Dünyanın her yerinde pandemi sürecinde aile içi şiddetin arttığını söyleyen Dalaman, “Birleşmiş Milletler (BM) Kadın Birimi’nin yaptığı araştırmaya göre, pandemide şiddet gördüğü için çağrı merkezine gelen aramalar 5 kat artmış. Hacettepe Üniversitesi’nin 2014 yılında yaptığı bir araştırmaya göre şiddete uğrayan kadınların yüzde 89’u hiçbir yeri aramıyor, kimseye söylemiyor. Toplumun bu konuya duyarlılığı artması ve ALO 183, Kadın Destek Uygulaması (KADES) gibi uygulamalardan sonra bu rakamın yüzde 50’ye düştüğünü görüyoruz. Artık şiddet gören kadın ‘Kol kırılır, yen içinde kalır’ demiyor ve birlerine ulaşmaya çalışıyor. Ama bu uygulamalar yeterli değil örneğin akıllı telefonu olmayan kadınlar KADES’i indirip, kullanamaz. Bu zamana kadar bu uygulamayı 630 bin kadın telefonuna indirmiş. Görünmeyen, bilinmeyen daha çok vaka olduğunu düşünüyorum” ifadelerini kullandı.
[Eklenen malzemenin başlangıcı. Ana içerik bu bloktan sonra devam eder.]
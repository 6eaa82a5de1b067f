//! Planning module for deployment operations.
//!
//! This module compares the desired descriptor with the recorded state,
//! orders the resulting changes by the dependency graph, and executes the
//! plan through the provisioning engine.

mod diff;
mod executor;
mod plan;

pub use diff::{DiffEngine, DiffResult, DiffType, ResourceDiff};
pub use executor::{ExecutionResult, PlanExecutor, check_stack};
pub use plan::{ActionType, DeploymentPlan, PlannedAction};
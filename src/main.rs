//! edgesite CLI entrypoint.
//!
//! This is the main entrypoint for the edgesite command-line tool.

use std::io::Write;
use std::path::{Path, PathBuf};
use std::process::ExitCode;

use edgesite::cli::{Cli, Commands, OutputFormatter, StateCommands};
use edgesite::config::{
    ConfigHasher, ConfigParser, ConfigValidator, DeployConfig, StateBackend, find_config_file,
};
use edgesite::content::{ContentScanner, normalize};
use edgesite::descriptor::{Descriptor, SiteDescriptorBuilder};
use edgesite::engine::{ApplyEngine, TerraformEngine};
use edgesite::error::{ConfigError, EdgesiteError, Result};
use edgesite::planner::{DeploymentPlan, DiffEngine, PlanExecutor, check_stack};
use edgesite::state::{
    DeploymentState, LocalStateStore, S3StateStore, STATE_DIR, StateLock, StateStore,
    generate_holder_id,
};

use clap::Parser;
use tracing::{debug, info, warn};
use tracing_subscriber::EnvFilter;

const CONFIG_TEMPLATE: &str = include_str!("../templates/edgesite.deploy.yaml");
const INDEX_TEMPLATE: &str = include_str!("../templates/index.html");
const ERROR_TEMPLATE: &str = include_str!("../templates/error.html");

/// Main entrypoint.
fn main() -> ExitCode {
    let cli = Cli::parse();

    init_logging(cli.verbose);

    let runtime = match tokio::runtime::Runtime::new() {
        Ok(rt) => rt,
        Err(e) => {
            eprintln!("Failed to create async runtime: {e}");
            return ExitCode::FAILURE;
        }
    };

    match runtime.block_on(run(cli)) {
        Ok(()) => ExitCode::SUCCESS,
        Err(e) => {
            eprintln!("Error: {e}");
            ExitCode::FAILURE
        }
    }
}

/// Initializes the logging system.
fn init_logging(verbose: bool) {
    let filter = if verbose {
        EnvFilter::new("debug")
    } else {
        EnvFilter::new("info")
    };

    tracing_subscriber::fmt()
        .with_env_filter(filter)
        .with_target(false)
        .with_writer(std::io::stderr)
        .init();
}

/// Main async entry point.
async fn run(cli: Cli) -> Result<()> {
    let formatter = OutputFormatter::new(cli.output);
    let config_path = cli.config.as_ref();

    match cli.command {
        Commands::Init { path, force } => cmd_init(&path, force),
        Commands::Validate { warnings } => cmd_validate(config_path, warnings, &formatter),
        Commands::Synth { out } => cmd_synth(config_path, out.as_deref()).await,
        Commands::Graph => cmd_graph(config_path, &formatter).await,
        Commands::Plan { detailed } => cmd_plan(config_path, detailed, &formatter).await,
        Commands::Apply { yes, skip_engine } => {
            cmd_apply(config_path, yes, skip_engine, &formatter).await
        }
        Commands::Outputs => cmd_outputs(config_path, &formatter).await,
        Commands::Drift => cmd_drift(config_path, &formatter).await,
        Commands::Destroy { yes } => cmd_destroy(config_path, yes, &formatter).await,
        Commands::State { command } => cmd_state(config_path, command, &formatter).await,
    }
}

/// Initialize a new site project.
fn cmd_init(path: &Path, force: bool) -> Result<()> {
    info!("Initializing new edgesite project in: {}", path.display());

    let config_path = path.join("edgesite.deploy.yaml");
    let gitignore_path = path.join(".gitignore");

    if !force && config_path.exists() {
        eprintln!("Configuration file already exists: {}", config_path.display());
        eprintln!("Use --force to overwrite.");
        return Ok(());
    }

    let content_dir = path.join("www");
    std::fs::create_dir_all(&content_dir)?;

    std::fs::write(&config_path, CONFIG_TEMPLATE)?;
    eprintln!("Created: {}", config_path.display());

    for (name, body) in [("index.html", INDEX_TEMPLATE), ("error.html", ERROR_TEMPLATE)] {
        let page = content_dir.join(name);
        if force || !page.exists() {
            std::fs::write(&page, body)?;
            eprintln!("Created: {}", page.display());
        }
    }

    let ignored = format!("{STATE_DIR}/");
    if gitignore_path.exists() {
        let existing = std::fs::read_to_string(&gitignore_path)?;
        if !existing.lines().any(|l| l.trim() == ignored || l.trim() == STATE_DIR) {
            let mut file = std::fs::OpenOptions::new()
                .append(true)
                .open(&gitignore_path)?;
            writeln!(file, "\n# edgesite\n{ignored}\n.env")?;
            eprintln!("Updated: {}", gitignore_path.display());
        }
    } else {
        std::fs::write(&gitignore_path, format!("{ignored}\n.env\n"))?;
        eprintln!("Created: {}", gitignore_path.display());
    }

    eprintln!("\nProject initialized successfully!");
    eprintln!("Next steps:");
    eprintln!("  1. Set site.domain and site.subdomain in edgesite.deploy.yaml");
    eprintln!("  2. Run 'edgesite validate' to check your configuration");
    eprintln!("  3. Run 'edgesite plan' to see what will be deployed");
    eprintln!("  4. Run 'edgesite apply' to deploy your site");

    Ok(())
}

/// Validate configuration.
fn cmd_validate(
    config_path: Option<&PathBuf>,
    show_warnings: bool,
    formatter: &OutputFormatter,
) -> Result<()> {
    let config_file = resolve_config_path(config_path)?;
    info!("Validating configuration: {}", config_file.display());

    let base_dir = config_dir(&config_file);
    let parser = ConfigParser::new().with_base_path(&base_dir);
    parser.load_dotenv()?;
    let config = parser.load_with_env(&config_file)?;

    let result = ConfigValidator::new().validate(&config, &base_dir)?;
    eprintln!("{}", formatter.format_validation(&result, show_warnings));

    if !formatter.is_json() {
        eprintln!("Configuration summary:");
        eprintln!("  Stack: {}", config.qualified_name());
        eprintln!("  Region: {}", config.project.region);
        if let (Some(domain), Some(subdomain)) = (&config.site.domain, &config.site.subdomain) {
            eprintln!("  Domain: {subdomain}.{domain}");
        }
    }

    Ok(())
}

/// Render the descriptor.
async fn cmd_synth(config_path: Option<&PathBuf>, out: Option<&Path>) -> Result<()> {
    let ctx = Context::load(config_path).await?;
    let json = ctx.descriptor.to_json_pretty()?;

    match out {
        Some(path) => {
            tokio::fs::write(path, format!("{json}\n")).await?;
            eprintln!("Wrote {}", path.display());
        }
        None => {
            let mut stdout = std::io::stdout().lock();
            writeln!(stdout, "{json}")?;
        }
    }

    Ok(())
}

/// Show resources in dependency order.
async fn cmd_graph(config_path: Option<&PathBuf>, formatter: &OutputFormatter) -> Result<()> {
    let ctx = Context::load(config_path).await?;
    let graph = ctx.descriptor.graph()?;
    let order = graph.resolve_order()?;

    eprintln!("{}", formatter.format_graph(&order, &graph));
    Ok(())
}

/// Show deployment plan.
async fn cmd_plan(
    config_path: Option<&PathBuf>,
    detailed: bool,
    formatter: &OutputFormatter,
) -> Result<()> {
    let ctx = Context::load(config_path).await?;
    let state = ctx.state_store.load().await?;
    if let Some(state) = &state {
        check_stack(state, &ctx.config.project)?;
    }

    let plan = ctx.plan(state.as_ref())?;
    eprintln!("{}", formatter.format_plan(&plan, detailed));

    Ok(())
}

/// Apply deployment plan.
async fn cmd_apply(
    config_path: Option<&PathBuf>,
    auto_approve: bool,
    skip_engine: bool,
    formatter: &OutputFormatter,
) -> Result<()> {
    let ctx = Context::load(config_path).await?;

    let lock = StateLock::acquire(&ctx.state_store, &generate_holder_id()).await?;
    let outcome = apply_locked(&ctx, auto_approve, skip_engine, formatter).await;
    let released = lock.release().await;

    outcome?;
    released
}

async fn apply_locked(
    ctx: &Context,
    auto_approve: bool,
    skip_engine: bool,
    formatter: &OutputFormatter,
) -> Result<()> {
    let mut state = ctx.load_state().await?;
    let plan = ctx.plan(Some(&state))?;

    if plan.is_empty() {
        eprintln!("{}", formatter.success("No changes to apply."));
        return Ok(());
    }

    eprintln!("{}", formatter.format_plan(&plan, false));

    if !auto_approve && !confirm("Do you want to apply this plan? [y/N]: ", "y")? {
        eprintln!("Apply cancelled.");
        return Ok(());
    }

    let engine = ctx.engine();
    let executor = PlanExecutor::new(&engine, engine.workdir()).with_skip_engine(skip_engine);
    let result = executor.execute(&plan, &ctx.descriptor, &mut state).await?;

    ctx.state_store.save(&state).await?;
    eprintln!("{}", formatter.format_execution(&result));

    match result.error {
        Some(message) if !result.success => Err(EdgesiteError::internal(format!(
            "Apply failed: {message}"
        ))),
        _ => Ok(()),
    }
}

/// Show outputs of the last apply.
async fn cmd_outputs(config_path: Option<&PathBuf>, formatter: &OutputFormatter) -> Result<()> {
    let (config, state_store, _) = load_config_and_state(config_path).await?;
    let outputs = match state_store.load().await? {
        Some(state) => {
            check_stack(&state, &config.project)?;
            state.outputs
        }
        None => std::collections::BTreeMap::new(),
    };

    eprintln!("{}", formatter.format_outputs(&outputs));
    Ok(())
}

/// Check for drift.
async fn cmd_drift(config_path: Option<&PathBuf>, formatter: &OutputFormatter) -> Result<()> {
    let ctx = Context::load(config_path).await?;
    let engine = ctx.engine();

    PlanExecutor::new(&engine, engine.workdir())
        .write_descriptor(&ctx.descriptor)
        .await?;
    engine.init().await?;
    let drifted = engine.has_drift().await?;

    eprintln!("{}", formatter.format_drift(drifted));
    Ok(())
}

/// Destroy deployment.
async fn cmd_destroy(
    config_path: Option<&PathBuf>,
    auto_approve: bool,
    formatter: &OutputFormatter,
) -> Result<()> {
    let ctx = Context::load(config_path).await?;

    let lock = StateLock::acquire(&ctx.state_store, &generate_holder_id()).await?;
    let outcome = destroy_locked(&ctx, auto_approve, formatter).await;
    let released = lock.release().await;

    outcome?;
    released
}

async fn destroy_locked(ctx: &Context, auto_approve: bool, formatter: &OutputFormatter) -> Result<()> {
    let mut state = ctx.load_state().await?;

    if state.resources.is_empty() {
        eprintln!("{}", formatter.warning("No recorded resources; destroying whatever the engine manages."));
    } else {
        eprintln!("The following resources will be destroyed:");
        for address in state.resource_addresses() {
            eprintln!("  - {address}");
        }
    }

    if !auto_approve
        && !confirm("\nThis action is IRREVERSIBLE. Type 'destroy' to confirm: ", "destroy")?
    {
        eprintln!("Destruction cancelled.");
        return Ok(());
    }

    let engine = ctx.engine();
    let executor = PlanExecutor::new(&engine, engine.workdir());
    let result = executor.destroy(&ctx.descriptor, &mut state).await?;

    ctx.state_store.save(&state).await?;
    eprintln!("{}", formatter.format_execution(&result));

    match result.error {
        Some(message) if !result.success => Err(EdgesiteError::internal(format!(
            "Destroy failed: {message}"
        ))),
        _ => Ok(()),
    }
}
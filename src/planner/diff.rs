//! Diff engine for comparing the desired descriptor with recorded state.
//!
//! Each managed declaration is hashed; a hash that differs from the one
//! recorded at the last successful apply means the declaration changed.
//! Data sources are read-only lookups and never produce a diff.

use std::collections::{BTreeMap, BTreeSet};
use tracing::debug;

use crate::config::ConfigHasher;
use crate::descriptor::{Address, Descriptor, Resource};
use crate::state::DeploymentState;

/// Engine for computing diffs between desired and recorded states.
#[derive(Debug, Default)]
pub struct DiffEngine {
    /// Resource hasher.
    hasher: ConfigHasher,
}

/// Difference for a single resource.
#[derive(Debug, Clone, PartialEq, Eq)]
pub struct ResourceDiff {
    /// Resource address.
    pub address: Address,
    /// Type of difference.
    pub diff_type: DiffType,
    /// Recorded hash (if any).
    pub old_hash: Option<String>,
    /// Desired hash (if still declared).
    pub new_hash: Option<String>,
    /// Dependencies of the declaration, desired or recorded.
    pub dependencies: BTreeSet<Address>,
}

/// Type of difference detected.
#[derive(Debug, Clone, Copy, PartialEq, Eq)]
pub enum DiffType {
    /// Resource needs to be created.
    Create,
    /// Resource needs to be updated.
    Update,
    /// Resource needs to be deleted.
    Delete,
    /// Resource is unchanged.
    NoChange,
}

/// Complete diff result.
#[derive(Debug)]
pub struct DiffResult {
    /// All resource diffs: declared resources by address, then removals.
    pub diffs: Vec<ResourceDiff>,
    /// Number of resources to create.
    pub creates: usize,
    /// Number of resources to update.
    pub updates: usize,
    /// Number of resources to delete.
    pub deletes: usize,
    /// Number of unchanged resources.
    pub unchanged: usize,
}

impl DiffEngine {
    /// Creates a new diff engine.
    #[must_use]
    pub const fn new() -> Self {
        Self {
            hasher: ConfigHasher::new(),
        }
    }

    /// Desired hash of every managed declaration, by address.
    #[must_use]
    pub fn desired_hashes(&self, descriptor: &Descriptor) -> BTreeMap<Address, String> {
        descriptor
            .managed_resources()
            .map(|r| (r.address().clone(), self.hash(descriptor, r)))
            .collect()
    }

    fn hash(&self, descriptor: &Descriptor, resource: &Resource) -> String {
        self.hasher
            .hash_resource(resource, descriptor.provider_for(resource))
    }

    /// Computes the diff between the descriptor and the recorded state.
    #[must_use]
    pub fn compute_diff(&self, descriptor: &Descriptor, state: Option<&DeploymentState>) -> DiffResult {
        let mut diffs = Vec::new();

        for resource in descriptor.managed_resources() {
            let address = resource.address();
            let new_hash = self.hash(descriptor, resource);
            let recorded = state.and_then(|s| s.get_resource(&address.to_string()));

            let diff_type = match recorded {
                None => DiffType::Create,
                Some(r) if ConfigHasher::hashes_match(&r.hash, &new_hash) => DiffType::NoChange,
                Some(_) => DiffType::Update,
            };

            if diff_type != DiffType::NoChange {
                debug!("{address} needs {diff_type}");
            }

            diffs.push(ResourceDiff {
                address: address.clone(),
                diff_type,
                old_hash: recorded.map(|r| r.hash.clone()),
                new_hash: Some(new_hash),
                dependencies: resource.dependencies(),
            });
        }

        if let Some(state) = state {
            for recorded in state.resources.values() {
                if descriptor.get(&recorded.address).is_none() {
                    debug!("{} is no longer declared", recorded.address);
                    diffs.push(ResourceDiff {
                        address: recorded.address.clone(),
                        diff_type: DiffType::Delete,
                        old_hash: Some(recorded.hash.clone()),
                        new_hash: None,
                        dependencies: recorded.dependencies.clone(),
                    });
                }
            }
        }

        let count = |kind: DiffType| diffs.iter().filter(|d| d.diff_type == kind).count();
        let creates = count(DiffType::Create);
        let updates = count(DiffType::Update);
        let deletes = count(DiffType::Delete);
        let unchanged = count(DiffType::NoChange);

        DiffResult {
            diffs,
            creates,
            updates,
            deletes,
            unchanged,
        }
    }
}

impl DiffResult {
    /// Returns true if there are any changes.
    #[must_use]
    pub const fn has_changes(&self) -> bool {
        self.creates > 0 || self.updates > 0 || self.deletes > 0
    }

    /// Returns the total number of changes.
    #[must_use]
    pub const fn total_changes(&self) -> usize {
        self.creates + self.updates + self.deletes
    }

    /// Filters to only diffs that require action.
    #[must_use]
    pub fn actionable_diffs(&self) -> Vec<&ResourceDiff> {
        self.diffs
            .iter()
            .filter(|d| d.diff_type != DiffType::NoChange)
            .collect()
    }
}

impl std::fmt::Display for DiffType {
    fn fmt(&self, f: &mut std::fmt::Formatter<'_>) -> std::fmt::Result {
        let s = match self {
            Self::Create => "create",
            Self::Update => "update",
            Self::Delete => "delete",
            Self::NoChange => "no change",
        };
        write!(f, "{s}")
    }
}

impl std::fmt::Display for ResourceDiff {
    fn fmt(&self, f: &mut std::fmt::Formatter<'_>) -> std::fmt::Result {
        write!(f, "{}: {}", self.address, self.diff_type)
    }
}
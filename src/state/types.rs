//! State types for tracking deployments.
//!
//! The state records what the last successful apply declared, resource by
//! resource, so the next plan can tell what changed.

use chrono::{DateTime, Utc};
use serde::{Deserialize, Serialize};
use std::collections::{BTreeMap, BTreeSet};

use crate::descriptor::Address;

/// Current version of the state format.
pub const STATE_VERSION: &str = "1.0";

/// Number of history entries kept.
const MAX_HISTORY: usize = 100;

/// The complete deployment state.
#[derive(Debug, Clone, Serialize, Deserialize)]
pub struct DeploymentState {
    /// State format version.
    pub version: String,
    /// Project name.
    pub project: String,
    /// Environment name.
    pub environment: String,
    /// Hash of the last applied configuration.
    pub config_hash: String,
    /// Applied resources by address.
    #[serde(default)]
    pub resources: BTreeMap<String, ResourceState>,
    /// Output values reported by the engine after the last apply.
    #[serde(default)]
    pub outputs: BTreeMap<String, String>,
    /// When the state was last updated.
    pub last_updated: DateTime<Utc>,
    /// Deployment history (recent entries).
    #[serde(default)]
    pub history: Vec<DeploymentHistoryEntry>,
}

/// A resource as last applied.
#[derive(Debug, Clone, Serialize, Deserialize, PartialEq, Eq)]
pub struct ResourceState {
    /// Resource address.
    pub address: Address,
    /// Hash of the declaration when applied.
    pub hash: String,
    /// Declarations this one depended on, used to order its removal.
    #[serde(default)]
    pub dependencies: BTreeSet<Address>,
    /// When the declaration was last applied.
    pub updated_at: DateTime<Utc>,
}

/// A single entry in the deployment history.
#[derive(Debug, Clone, Serialize, Deserialize)]
pub struct DeploymentHistoryEntry {
    /// When the operation ran.
    pub timestamp: DateTime<Utc>,
    /// Type of operation.
    pub operation: DeploymentOperation,
    /// Configuration hash at the time.
    pub config_hash: String,
    /// Resources affected.
    pub resources: Vec<String>,
    /// Whether the operation succeeded.
    pub success: bool,
    /// Optional error message.
    #[serde(default)]
    pub error: Option<String>,
}

/// Types of deployment operations.
#[derive(Debug, Clone, Copy, Serialize, Deserialize, PartialEq, Eq)]
#[serde(rename_all = "snake_case")]
pub enum DeploymentOperation {
    /// Create or update resources.
    Apply,
    /// Tear everything down.
    Destroy,
}

impl DeploymentState {
    /// Creates a new empty deployment state.
    #[must_use]
    pub fn new(project: &str, environment: &str) -> Self {
        Self {
            version: STATE_VERSION.to_string(),
            project: project.to_string(),
            environment: environment.to_string(),
            config_hash: String::new(),
            resources: BTreeMap::new(),
            outputs: BTreeMap::new(),
            last_updated: Utc::now(),
            history: Vec::new(),
        }
    }

    /// Gets a resource by address.
    #[must_use]
    pub fn get_resource(&self, address: &str) -> Option<&ResourceState> {
        self.resources.get(address)
    }

    /// Adds or updates a resource.
    pub fn set_resource(&mut self, resource: ResourceState) {
        self.resources.insert(resource.address.to_string(), resource);
        self.last_updated = Utc::now();
    }

    /// Removes a resource by address.
    pub fn remove_resource(&mut self, address: &str) -> Option<ResourceState> {
        let result = self.resources.remove(address);
        if result.is_some() {
            self.last_updated = Utc::now();
        }
        result
    }

    /// Replaces the recorded outputs.
    pub fn set_outputs(&mut self, outputs: BTreeMap<String, String>) {
        self.outputs = outputs;
        self.last_updated = Utc::now();
    }

    /// Forgets every resource and output.
    pub fn clear(&mut self) {
        self.resources.clear();
        self.outputs.clear();
        self.config_hash.clear();
        self.last_updated = Utc::now();
    }

    /// Adds a history entry, dropping the oldest beyond the limit.
    pub fn add_history(&mut self, entry: DeploymentHistoryEntry) {
        if self.history.len() >= MAX_HISTORY {
            self.history.remove(0);
        }
        self.history.push(entry);
    }

    /// Returns all recorded addresses, sorted.
    #[must_use]
    pub fn resource_addresses(&self) -> Vec<&str> {
        self.resources.keys().map(String::as_str).collect()
    }

    /// Returns the most recent history entry.
    #[must_use]
    pub fn last_operation(&self) -> Option<&DeploymentHistoryEntry> {
        self.history.last()
    }
}

impl ResourceState {
    /// Creates a resource record stamped now.
    #[must_use]
    pub fn new(address: Address, hash: &str, dependencies: BTreeSet<Address>) -> Self {
        Self {
            address,
            hash: hash.to_string(),
            dependencies,
            updated_at: Utc::now(),
        }
    }
}

impl DeploymentHistoryEntry {
    /// Creates a successful history entry.
    #[must_use]
    pub fn new(operation: DeploymentOperation, config_hash: &str, resources: Vec<String>) -> Self {
        Self {
            timestamp: Utc::now(),
            operation,
            config_hash: config_hash.to_string(),
            resources,
            success: true,
            error: None,
        }
    }

    /// Creates a failed history entry.
    #[must_use]
    pub fn failed(
        operation: DeploymentOperation,
        config_hash: &str,
        resources: Vec<String>,
        error: &str,
    ) -> Self {
        Self {
            timestamp: Utc::now(),
            operation,
            config_hash: config_hash.to_string(),
            resources,
            success: false,
            error: Some(error.to_string()),
        }
    }
}

impl std::fmt::Display for DeploymentOperation {
    fn fmt(&self, f: &mut std::fmt::Formatter<'_>) -> std::fmt::Result {
        let op = match self {
            Self::Apply => "apply",
            Self::Destroy => "destroy",
        };
        write!(f, "{op}")
    }
}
“BİR TOKAT DEYİP GEÇMEYİN”
Pandemide mahkemelerin aile içi şiddet davalarına öncelik verdiğini aktaran Dalaman, “Türkiye bunu yapan birkaç ülkeden biri. Kanunlar şiddetin caydırıcı olması için yeterlidir fakat uygulanması gerekiyor. Kadınlar şiddeti gördükleri anda bu sadece bir tokat bile olsa mutlaka yardım almaları gerekiyor. O şiddet bir tokatla kalmaz. İçişleri Bakanlığı ciddi bir çalışma başlattı, personel alımı yaptı. Elektronik kelepçe uygulaması ocak ayında başlıyor. Kolluk güçleri de bu konuda yeteri kadar eğitim alırsa şiddet önlenebilir. Polisin takip etmesi, kadını korumaya alması gerekiyor” dedi.
“SİBER ŞİDDET DÜZENLEMESİ ŞART”
Dalaman, “Artık her şey internet; online platformlar normalimiz oldu, sosyal medyada da kadına yönelik şiddet çok arttı. Bununla ilgili de bir düzenleme gerekiyor, belki kanun çıkarılabilir. Bu düzenlemeler dünyada tartışılıyor yakında birtakım önlemler alınacak diye düşünüyorum. Sahte hesaplar üzerinden çok fazla yalan haberler dolaşıyor, linç kampanyaları yapılıyor. Sosyal medya hesapları TC kimlik numarasıyla açılacak şeklinde bir çalışma yapıldığını duydum. Sosyal medyada paylaşım yapan herkes bunun arkasında durmalıdır. Buna yönelik bir yasanın çıkması şart. Çünkü sosyal medya çöplük oldu” diye konuştu.